Print the data that follows exactly as it stands, from its first line through the line containing "if max_count == 0", and stop there.

## Dataset excerpts
■ ■ ■ ■ ■
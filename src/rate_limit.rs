use parking_lot::Mutex;
use std::collections::VecDeque;
use std::fmt;
use std::sync::Arc;
use std::time::Duration;
use thiserror::Error;

use crate::clock::{Clock, MonotonicClock};

const DAY: Duration = Duration::from_secs(24 * 60 * 60);

#[derive(Debug, Error, Clone, PartialEq, Eq)]
pub enum ConfigError {
    #[error("rate window must allow at least one request")]
    ZeroCount,
    #[error("rate window duration must be greater than zero")]
    ZeroDuration,
    #[error("at least one rate window is required")]
    NoPolicies,
}

// One quota: at most `max_count` admitted calls within any `duration`
#[derive(Debug, Clone, Copy, PartialEq, Eq)]
pub struct WindowPolicy {
    max_count: u32,
    duration: Duration,
}

impl WindowPolicy {
    pub fn new(max_count: u32, duration: Duration) -> Result<Self, ConfigError> {
        if max_count == 0 {
            return Err(ConfigError::ZeroCount);
        }
        if duration.is_zero() {
            return Err(ConfigError::ZeroDuration);
        }
        Ok(Self {
            max_count,
            duration,
        })
    }

    pub fn per_seconds(max_count: u32, seconds: u64) -> Result<Self, ConfigError> {
        Self::new(max_count, Duration::from_secs(seconds))
    }

    pub fn max_count(&self) -> u32 {
        self.max_count
    }

    pub fn duration(&self) -> Duration {
        self.duration
    }
}

impl fmt::Display for WindowPolicy {
    fn fmt(&self, f: &mut fmt::Formatter<'_>) -> fmt::Result {
        write!(f, "{} per {}", self.max_count, human_duration(self.duration))
    }
}

// Short = the tightest configured window, Long = any wider one
#[derive(Debug, Clone, Copy, PartialEq, Eq)]
pub enum DenialScope {
    Short,
    Long,
}

#[derive(Debug, Clone, PartialEq, Eq)]
pub struct Denial {
    pub window: usize,
    pub policy: WindowPolicy,
    pub scope: DenialScope,
    pub retry_after: Duration,
}

impl Denial {
    /// User-facing wait message. Short-window denials ask for a brief pause,
    /// long-window denials point much further out.
    pub fn message(&self) -> String {
        match self.scope {
            DenialScope::Short => {
                "Rate limit exceeded. Please wait a moment before trying again.".to_string()
            }
            DenialScope::Long if self.policy.duration >= DAY => {
                "Daily limit reached. Try again tomorrow.".to_string()
            }
            DenialScope::Long => format!(
                "Request limit of {} reached. Try again in {}.",
                self.policy,
                human_duration(self.retry_after)
            ),
        }
    }
}

#[derive(Debug, Clone, PartialEq, Eq)]
pub enum Admission {
    Admitted,
    Denied(Denial),
}

impl Admission {
    pub fn is_admitted(&self) -> bool {
        matches!(self, Admission::Admitted)
    }
}

#[derive(Debug, Clone, Copy, PartialEq, Eq)]
pub struct WindowUsage {
    pub policy: WindowPolicy,
    pub in_window: usize,
}

/// Sliding-window admission gate shared by every outgoing completion call.
///
/// Each policy keeps its own queue of admitted-call timestamps, oldest first.
/// All queues sit behind one lock so that evict, check and append form a single
/// critical section: two callers racing for the last slot can never both win.
pub struct RateGate {
    policies: Vec<WindowPolicy>,
    shortest: Duration,
    records: Mutex<Vec<VecDeque<Duration>>>,
    clock: Arc<dyn Clock>,
}

impl RateGate {
    pub fn new(policies: Vec<WindowPolicy>) -> Result<Self, ConfigError> {
        Self::with_clock(policies, Arc::new(MonotonicClock::new()))
    }

    pub fn with_clock(
        policies: Vec<WindowPolicy>,
        clock: Arc<dyn Clock>,
    ) -> Result<Self, ConfigError> {
        let shortest = policies
            .iter()
            .map(WindowPolicy::duration)
            .min()
            .ok_or(ConfigError::NoPolicies)?;
        let records = policies.iter().map(|_| VecDeque::new()).collect();

        Ok(Self {
            policies,
            shortest,
            records: Mutex::new(records),
            clock,
        })
    }

    pub fn policies(&self) -> &[WindowPolicy] {
        &self.policies
    }

    pub fn try_admit(&self) -> Admission {
        let mut records = self.records.lock();
        let now = self.clock.now();

        for (policy, window) in self.policies.iter().zip(records.iter_mut()) {
            evict(window, now, policy.duration);
        }

        // When several windows are full, report the one that frees up last
        let denial = self
            .policies
            .iter()
            .zip(records.iter())
            .enumerate()
            .filter(|(_, (policy, window))| window.len() >= policy.max_count as usize)
            .map(|(index, (policy, window))| {
                let oldest = window.front().copied().unwrap_or(now);
                Denial {
                    window: index,
                    policy: *policy,
                    scope: if policy.duration > self.shortest {
                        DenialScope::Long
                    } else {
                        DenialScope::Short
                    },
                    retry_after: oldest.saturating_add(policy.duration).saturating_sub(now),
                }
            })
            .max_by_key(|denial| denial.retry_after);

        if let Some(denial) = denial {
            tracing::debug!(
                window = denial.window,
                policy = %denial.policy,
                retry_after_secs = denial.retry_after.as_secs(),
                "call denied by rate gate"
            );
            return Admission::Denied(denial);
        }

        for window in records.iter_mut() {
            window.push_back(now);
        }
        Admission::Admitted
    }

    pub fn check(&self) -> Result<(), Denial> {
        match self.try_admit() {
            Admission::Admitted => Ok(()),
            Admission::Denied(denial) => Err(denial),
        }
    }

    pub fn usage(&self) -> Vec<WindowUsage> {
        let mut records = self.records.lock();
        let now = self.clock.now();

        self.policies
            .iter()
            .zip(records.iter_mut())
            .map(|(policy, window)| {
                evict(window, now, policy.duration);
                WindowUsage {
                    policy: *policy,
                    in_window: window.len(),
                }
            })
            .collect()
    }
}

// Drop the oldest-first prefix of records that have aged out of the window.
// A record exactly `duration` old still counts.
fn evict(window: &mut VecDeque<Duration>, now: Duration, duration: Duration) {
    while let Some(&oldest) = window.front() {
        if now.saturating_sub(oldest) > duration {
            window.pop_front();
        } else {
            break;
        }
    }
}

fn human_duration(duration: Duration) -> String {
    let secs = duration
        .as_secs()
        .saturating_add(u64::from(duration.subsec_nanos() > 0));
    match secs {
        s if s >= 3600 => format!("{}h", s.div_ceil(3600)),
        s if s >= 60 => format!("{}m", s.div_ceil(60)),
        s => format!("{}s", s),
    }
}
■ ■ ■ ■ ■
## Result
filename src/rate_limit.rs
use parking_lot::Mutex;
use std::collections::VecDeque;
use std::fmt;
use std::sync::Arc;
use std::time::Duration;
use thiserror::Error;

use crate::clock::{Clock, MonotonicClock};

const DAY: Duration = Duration::from_secs(24 * 60 * 60);

#[derive(Debug, Error, Clone, PartialEq, Eq)]
pub enum ConfigError {
    #[error("rate window must allow at least one request")]
    ZeroCount,
    #[error("rate window duration must be greater than zero")]
    ZeroDuration,
    #[error("at least one rate window is required")]
    NoPolicies,
}

// One quota: at most `max_count` admitted calls within any `duration`
#[derive(Debug, Clone, Copy, PartialEq, Eq)]
pub struct WindowPolicy {
    max_count: u32,
    duration: Duration,
}

impl WindowPolicy {
    pub fn new(max_count: u32, duration: Duration) -> Result<Self, ConfigError> {
        if max_count == 0 {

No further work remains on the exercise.